--- Data for this task ---
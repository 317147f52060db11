//! Savings goals as returned by the goal detail and list endpoints.

use std::fmt;

use chrono::NaiveDate;
use serde::{Deserialize, Serialize};

use crate::common::*;

/// A savings goal. The server owns identity and lifecycle; several endpoints
/// populate different subsets of the balance fields.
#[derive(Debug, Clone, Default, Serialize, Deserialize, PartialEq)]
#[serde(rename_all = "camelCase")]
pub struct Goal {
    #[serde(alias = "goalId", default)]
    pub id: i64,
    #[serde(default)]
    pub title: String,
    #[serde(default)]
    pub target_amount: Money,
    #[serde(default, skip_serializing_if = "Option::is_none")]
    pub start_date: Option<NaiveDate>,
    #[serde(default, skip_serializing_if = "Option::is_none")]
    pub end_date: Option<NaiveDate>,
    #[serde(default, skip_serializing_if = "Option::is_none")]
    pub color_code: Option<String>,
    #[serde(default, skip_serializing_if = "Option::is_none")]
    pub icon_id: Option<u32>,
    #[serde(default)]
    pub status: GoalStatus,
    #[serde(default, skip_serializing_if = "Option::is_none")]
    pub account: Option<GoalAccount>,
    #[serde(default, skip_serializing_if = "Option::is_none")]
    pub current_balance: Option<Money>,
    #[serde(default, skip_serializing_if = "Option::is_none")]
    pub saved_amount: Option<Money>,
    #[serde(default, skip_serializing_if = "Option::is_none")]
    pub remaining_days: Option<i64>,
    #[serde(default, skip_serializing_if = "Option::is_none")]
    pub achievement_rate: Option<f64>,
}

impl Goal {
    pub fn new(id: i64, title: impl Into<String>, target_amount: Money) -> Self {
        Self {
            id,
            title: title.into(),
            target_amount,
            ..Self::default()
        }
    }

    pub fn icon(&self) -> Option<GoalIcon> {
        self.icon_id.and_then(GoalIcon::from_id)
    }
}

/// Linked account details embedded in a goal response.
#[derive(Debug, Clone, Default, Serialize, Deserialize, PartialEq, Eq)]
#[serde(rename_all = "camelCase")]
pub struct GoalAccount {
    #[serde(default)]
    pub bank_name: String,
    #[serde(default)]
    pub account_number: String,
    #[serde(default, skip_serializing_if = "Option::is_none")]
    pub current_balance: Option<Money>,
    #[serde(default, skip_serializing_if = "Option::is_none")]
    pub balance_amount: Option<Money>,
}

#[derive(Debug, Clone, Copy, Default, Serialize, Deserialize, PartialEq, Eq)]
#[serde(rename_all = "SCREAMING_SNAKE_CASE")]
pub enum GoalStatus {
    #[default]
    Active,
    Complete,
    Failed,
}

impl fmt::Display for GoalStatus {
    fn fmt(&self, f: &mut fmt::Formatter<'_>) -> fmt::Result {
        let label = match self {
            GoalStatus::Active => "Active",
            GoalStatus::Complete => "Complete",
            GoalStatus::Failed => "Failed",
        };
        f.write_str(label)
    }
}

/// Icons a goal can be decorated with, keyed by the server's `iconId`.
#[derive(Debug, Clone, Copy, Serialize, Deserialize, PartialEq, Eq, Hash)]
pub enum GoalIcon {
    Travel,
    Home,
    Car,
    Education,
    Wedding,
    Emergency,
    Gadget,
    Gift,
}

impl GoalIcon {
    pub const ALL: [GoalIcon; 8] = [
        GoalIcon::Travel,
        GoalIcon::Home,
        GoalIcon::Car,
        GoalIcon::Education,
        GoalIcon::Wedding,
        GoalIcon::Emergency,
        GoalIcon::Gadget,
        GoalIcon::Gift,
    ];

    pub fn from_id(id: u32) -> Option<Self> {
        Self::ALL.into_iter().find(|icon| icon.id() == id)
    }

    pub fn id(self) -> u32 {
        match self {
            GoalIcon::Travel => 1,
            GoalIcon::Home => 2,
            GoalIcon::Car => 3,
            GoalIcon::Education => 4,
            GoalIcon::Wedding => 5,
            GoalIcon::Emergency => 6,
            GoalIcon::Gadget => 7,
            GoalIcon::Gift => 8,
        }
    }

    pub fn asset_name(self) -> &'static str {
        match self {
            GoalIcon::Travel => "goal_travel",
            GoalIcon::Home => "goal_home",
            GoalIcon::Car => "goal_car",
            GoalIcon::Education => "goal_education",
            GoalIcon::Wedding => "goal_wedding",
            GoalIcon::Emergency => "goal_emergency",
            GoalIcon::Gadget => "goal_gadget",
            GoalIcon::Gift => "goal_gift",
        }
    }
}
#[cfg(test)]
mod tests {
    use super::*;
    use std::str::FromStr;

    fn raw(value: Value) -> RawSearchResponse {
        serde_json::from_value(value).unwrap()
    }

    #[test]
    fn test_normalized_clamps() {
        let query = SearchQuery::new("  dune ")
            .with_page(0)
            .with_limit(500)
            .with_genre("  ")
            .normalized();

        assert_eq!(query.q, "dune");
        assert_eq!(query.page, 1);
        assert_eq!(query.limit, MAX_SEARCH_LIMIT);
        assert_eq!(query.genre, None);
        assert_eq!(SearchQuery::new("x").with_limit(0).normalized().limit, 1);

        let suggest = SuggestQuery::new("d").with_limit(50).normalized();
        assert_eq!(suggest.limit, MAX_SUGGEST_LIMIT);
        assert_eq!(SuggestQuery::new("d").limit, DEFAULT_SUGGEST_LIMIT);
    }

    #[test]
    fn test_sort_parsing() {
        assert_eq!(SearchSort::from_str("Rating").unwrap(), SearchSort::Rating);
        assert_eq!(SearchSort::default(), SearchSort::Relevance);
        assert!(SearchSort::from_str("popularity").is_err());
        assert_eq!(SearchSort::Newest.to_string(), "newest");
    }

    #[test]
    fn test_offset() {
        let query = SearchQuery::new("x").with_page(3).with_limit(20);
        assert_eq!(query.offset(), 40);
        assert_eq!(total_pages(41, 20), 3);
        assert_eq!(total_pages(0, 20), 0);
    }

    #[test]
    fn test_search_body_is_fuzzy_and_published_only() {
        let query = SearchQuery::new("desret sonata").normalized();
        let body = build_search_body(&query);

        let multi_match = &body["query"]["bool"]["must"][0]["multi_match"];
        assert_eq!(multi_match["fuzziness"], "AUTO");
        assert_eq!(multi_match["prefix_length"], 1);
        assert_eq!(multi_match["minimum_should_match"], "75%");
        assert_eq!(multi_match["type"], "best_fields");
        assert_eq!(multi_match["fields"][0], "title^5");

        let filters = body["query"]["bool"]["filter"].as_array().unwrap();
        assert_eq!(filters.len(), 1);
        assert_eq!(filters[0]["term"]["status"], "published");
        assert_eq!(body["track_total_hits"], true);
        assert_eq!(body["from"], 0);
        assert_eq!(body["size"], 20);
    }

    #[test]
    fn test_search_body_filters_and_sort() {
        let query = SearchQuery::new("war")
            .with_type(ContentType::Series)
            .with_genre("Drama")
            .with_year(2020)
            .with_country("Iran")
            .with_sort(SearchSort::Rating)
            .with_page(2)
            .normalized();
        let body = build_search_body(&query);

        let filters = body["query"]["bool"]["filter"].as_array().unwrap();
        assert_eq!(filters.len(), 5);
        assert_eq!(filters[1]["term"]["type"], "series");
        assert_eq!(filters[2]["term"]["genres"], "Drama");
        assert_eq!(filters[3]["term"]["year"], 2020);
        assert_eq!(filters[4]["match"]["country"]["operator"], "and");

        assert_eq!(body["sort"][0]["rating"]["missing"], "_last");
        assert_eq!(body["from"], 20);
    }

    #[test]
    fn test_relevance_sort_breaks_ties() {
        let body = build_search_body(&SearchQuery::new("x"));
        assert!(body["sort"][0]["_score"].is_object());
        assert!(body["sort"][1]["featured"].is_object());
        assert_eq!(body["sort"][2]["priority"]["missing"], "_last");
    }

    #[test]
    fn test_highlight_settings() {
        let body = build_search_body(&SearchQuery::new("x"));
        let highlight = &body["highlight"];
        assert_eq!(highlight["pre_tags"][0], "<mark>");
        assert_eq!(highlight["fields"]["title"]["number_of_fragments"], 0);
        assert_eq!(highlight["fields"]["description"]["fragment_size"], 150);
        assert_eq!(highlight["fields"]["description"]["number_of_fragments"], 1);
    }

    #[test]
    fn test_suggest_bodies() {
        let query = SuggestQuery::new("Des").normalized();

        let completion = build_completion_body(&query);
        let suggester = &completion["suggest"][COMPLETION_SUGGESTION];
        assert_eq!(suggester["prefix"], "Des");
        assert_eq!(suggester["completion"]["field"], "suggest");
        assert_eq!(suggester["completion"]["size"], 8);
        assert_eq!(suggester["completion"]["skip_duplicates"], true);
        assert_eq!(suggester["completion"]["fuzzy"]["prefix_length"], 1);

        let prefix = build_prefix_body(&query);
        let multi_match = &prefix["query"]["bool"]["must"][0]["multi_match"];
        assert_eq!(multi_match["type"], "bool_prefix");
        assert_eq!(multi_match["fields"][0], "title.autocomplete^3");
        assert_eq!(prefix["query"]["bool"]["filter"][0]["term"]["status"], "published");
        assert!(prefix["highlight"]["fields"]["title.autocomplete"].is_object());
    }

    #[test]
    fn test_parse_search_response() {
        let query = SearchQuery::new("sonata").with_limit(1).normalized();
        let response = parse_search_response(
            raw(json!({
                "took": 3,
                "hits": {
                    "total": { "value": 2, "relation": "eq" },
                    "hits": [{
                        "_id": "m1",
                        "_score": 4.2,
                        "_source": {
                            "title": "Desert Sonata",
                            "type": "movie",
                            "status": "published",
                            "rating": 8.5,
                            "genres": ["drama"]
                        },
                        "highlight": { "title": ["Desert <mark>Sonata</mark>"] }
                    }]
                }
            })),
            &query,
            7,
        );

        assert_eq!(response.total, 2);
        assert_eq!(response.total_pages, 2);
        assert_eq!(response.took_ms, 7);
        assert_eq!(response.items.len(), 1);

        let item = &response.items[0];
        assert_eq!(item.id, "m1");
        assert_eq!(item.content_type, Some(ContentType::Movie));
        assert_eq!(item.highlights["title"][0], "Desert <mark>Sonata</mark>");

        let json = serde_json::to_value(&response).unwrap();
        assert_eq!(json["totalPages"], 2);
        assert_eq!(json["items"][0]["type"], "movie");
    }

    #[test]
    fn test_completion_options_filtered_to_published() {
        let query = SuggestQuery::new("des");
        let items = parse_completion_response(
            raw(json!({
                "suggest": {
                    "title_suggest": [{
                        "text": "des",
                        "options": [
                            { "text": "Desert Sonata", "_id": "m1", "_score": 10.0,
                              "_source": { "title": "Desert Sonata", "status": "published" } },
                            { "text": "Destiny", "_id": "m2", "_score": 5.0,
                              "_source": { "title": "Destiny", "status": "draft" } }
                        ]
                    }]
                }
            })),
            &query,
        );

        assert_eq!(items.len(), 1);
        assert_eq!(items[0].id, "m1");
        assert_eq!(items[0].highlight.as_deref(), Some("<mark>Des</mark>ert Sonata"));
    }

    #[test]
    fn test_prefix_hits_take_title_highlight() {
        let items = parse_prefix_response(raw(json!({
            "hits": {
                "hits": [{
                    "_id": "s1",
                    "_source": { "title": "Night Train", "status": "published" },
                    "highlight": {
                        "originalTitle.autocomplete": ["<mark>Nig</mark>ht"],
                        "title.autocomplete": ["<mark>Nig</mark>ht Train"]
                    }
                }]
            }
        })));

        assert_eq!(items[0].highlight.as_deref(), Some("<mark>Nig</mark>ht Train"));
    }

    #[test]
    fn test_merge_first_seen() {
        let completion = vec![("m1", "a"), ("m2", "a")];
        let prefix = vec![("m2", "b"), ("m3", "b"), ("m4", "b")];

        let merged = merge_first_seen(vec![completion, prefix], |(id, _)| *id, 3);
        assert_eq!(merged, vec![("m1", "a"), ("m2", "a"), ("m3", "b")]);

        let merged = merge_first_seen(vec![vec![1, 1, 2], vec![2, 3]], |n| *n, 10);
        assert_eq!(merged, vec![1, 2, 3]);
    }

    #[test]
    fn test_empty_responses() {
        let response = SearchResponse::empty(&SearchQuery::new("").normalized());
        assert!(response.items.is_empty());
        assert_eq!(response.total, 0);
        assert_eq!(response.total_pages, 0);

        let suggest = SuggestResponse::empty(&SuggestQuery::new(" ").normalized());
        assert_eq!(suggest.total, 0);
    }
}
---
* Requirement
Please copy each line of the records above in which the word "Serialize" can be found.

* Answer
use serde::{Deserialize, Serialize};
#[derive(Debug, Clone, Default, Serialize, Deserialize, PartialEq)]
#[derive(Debug, Clone, Default, Serialize, Deserialize, PartialEq, Eq)]
#[derive(Debug, Clone, Copy, Default, Serialize, Deserialize, PartialEq, Eq)]
#[derive(Debug, Clone, Copy, Serialize, Deserialize, PartialEq, Eq, Hash)]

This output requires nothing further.